::: Data for this exercise
//! SSTable writer — builds a complete table from a sorted record stream.
//!
//! The writer consumes records in ascending key order (one version per
//! key — flush and compaction both deduplicate before writing), recording
//! every k-th record's offset in the sparse index and feeding every key to
//! the bloom filter. At the end it writes index, bloom filter, and footer,
//! fsyncs, and renames `<path>.tmp` into place.
//!
//! # Atomicity
//!
//! Everything goes to a temporary file first; the rename happens only
//! after a successful `fsync`, and the containing directory is synced
//! afterwards. A crash mid-build leaves a `.tmp` file that startup
//! removes — a partially-written table is never observable under its
//! final name.

use std::fs::{self, File, OpenOptions};
use std::io::{BufWriter, Write};
use std::path::{Path, PathBuf};

use tracing::{debug, warn};

use crate::bloom::BloomFilter;
use crate::engine::utils::Record;

use super::{OP_DELETE, OP_PUT, SST_FOOTER_SIZE, SST_MAGIC, SST_VERSION, SsTableError};

/// Build-time tunables, carried over from the engine configuration.
#[derive(Debug, Clone, Copy)]
pub struct SstWriteOptions {
    /// Records between sparse-index entries.
    pub index_interval: usize,
    /// Bloom filter target false-positive rate.
    pub bloom_target_fp: f64,
}

/// Builds one SSTable file.
pub struct SstWriter {
    path: PathBuf,
    opts: SstWriteOptions,
}

impl SstWriter {
    /// Creates a writer targeting `path` (the *final* name; the writer
    /// manages its own `.tmp` sibling).
    pub fn new(path: impl AsRef<Path>, opts: SstWriteOptions) -> Self {
        Self {
            path: path.as_ref().to_path_buf(),
            opts,
        }
    }

    /// Consumes a key-ordered record stream and writes the complete table.
    ///
    /// `expected_count` sizes the bloom filter; passing the exact record
    /// count gives the configured false-positive rate.
    ///
    /// Fails with [`SsTableError::Corrupt`] if the stream is empty or out
    /// of order — both indicate a bug in the caller, and neither may
    /// produce a file.
    pub fn build(
        self,
        records: impl Iterator<Item = Record>,
        expected_count: usize,
    ) -> Result<(), SsTableError> {
        let tmp_path = tmp_path_for(&self.path);
        let result = self.build_inner(records, expected_count, &tmp_path);
        if result.is_err() {
            // Leave no trace of a failed build.
            if let Err(e) = fs::remove_file(&tmp_path)
                && e.kind() != std::io::ErrorKind::NotFound
            {
                warn!(path = %tmp_path.display(), error = %e, "failed to remove abandoned SSTable build");
            }
        }
        result
    }

    fn build_inner(
        &self,
        records: impl Iterator<Item = Record>,
        expected_count: usize,
        tmp_path: &Path,
    ) -> Result<(), SsTableError> {
        let file = OpenOptions::new()
            .create(true)
            .write(true)
            .truncate(true)
            .open(tmp_path)?;
        let mut writer = BufWriter::new(file);

        let mut bloom = BloomFilter::new(expected_count.max(1), self.opts.bloom_target_fp);
        let mut index: Vec<(Vec<u8>, u64)> = Vec::new();
        let mut offset = 0u64;
        let mut count = 0usize;
        let mut last_key: Option<Vec<u8>> = None;

        for record in records {
            if let Some(last) = &last_key
                && record.key() <= last.as_slice()
            {
                return Err(SsTableError::Corrupt(
                    "record stream not in strictly ascending key order".into(),
                ));
            }

            if count % self.opts.index_interval == 0 {
                index.push((record.key().to_vec(), offset));
            }
            bloom.insert(record.key());

            offset += write_record(&mut writer, &record)?;
            last_key = Some(record.key().to_vec());
            count += 1;
        }

        if count == 0 {
            return Err(SsTableError::Corrupt(
                "refusing to build an empty SSTable".into(),
            ));
        }

        let data_end = offset;

        // Sparse index block.
        writer.write_all(&(index.len() as u32).to_le_bytes())?;
        offset += 4;
        for (key, record_offset) in &index {
            writer.write_all(&(key.len() as u32).to_le_bytes())?;
            writer.write_all(key)?;
            writer.write_all(&record_offset.to_le_bytes())?;
            offset += 4 + key.len() as u64 + 8;
        }
        let index_end = offset;

        // Bloom filter block.
        bloom.write_to(&mut writer)?;
        offset += bloom.serialized_len() as u64;
        let bloom_end = offset;

        // Footer, zero-padded to its fixed size.
        let mut footer = [0u8; SST_FOOTER_SIZE];
        footer[0..8].copy_from_slice(&data_end.to_le_bytes());
        footer[8..16].copy_from_slice(&index_end.to_le_bytes());
        footer[16..24].copy_from_slice(&bloom_end.to_le_bytes());
        footer[24..28].copy_from_slice(&SST_VERSION.to_le_bytes());
        footer[28..32].copy_from_slice(&SST_MAGIC.to_le_bytes());
        writer.write_all(&footer)?;

        writer.flush()?;
        let file = writer
            .into_inner()
            .map_err(|e| SsTableError::Io(e.into_error()))?;
        file.sync_all()?;
        drop(file);

        fs::rename(tmp_path, &self.path)?;
        sync_parent_dir(&self.path);

        debug!(
            path = %self.path.display(),
            records = count,
            index_entries = index.len(),
            bytes = bloom_end + SST_FOOTER_SIZE as u64,
            "SSTable built"
        );
        Ok(())
    }
}

/// `<path>.tmp` — the in-progress build name for a table at `path`.
fn tmp_path_for(path: &Path) -> PathBuf {
    let mut os = path.as_os_str().to_os_string();
    os.push(".tmp");
    PathBuf::from(os)
}

fn write_record(writer: &mut impl Write, record: &Record) -> Result<u64, SsTableError> {
    let (op, key, value) = match record {
        Record::Put { key, value, .. } => (OP_PUT, key, Some(value)),
        Record::Delete { key, .. } => (OP_DELETE, key, None),
    };

    writer.write_all(&[op])?;
    writer.write_all(&record.seq().to_le_bytes())?;
    writer.write_all(&(key.len() as i32).to_le_bytes())?;
    match value {
        Some(v) => writer.write_all(&(v.len() as i32).to_le_bytes())?,
        None => writer.write_all(&(-1i32).to_le_bytes())?,
    }
    writer.write_all(key)?;
    if let Some(v) = value {
        writer.write_all(v)?;
    }

    Ok((super::RECORD_PRELUDE_SIZE + key.len() + value.map_or(0, |v| v.len())) as u64)
}

fn sync_parent_dir(path: &Path) {
    if let Some(parent) = path.parent()
        && let Ok(dir) = File::open(parent)
        && let Err(e) = dir.sync_all()
    {
        warn!(dir = %parent.display(), error = %e, "directory sync failed after SSTable publish");
    }
}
::::::
What is expected - If a line in the data holds the string "both", copy that line.

Output of the exercise -
//! key — flush and compaction both deduplicate before writing), recording
    /// of order — both indicate a bug in the caller, and neither may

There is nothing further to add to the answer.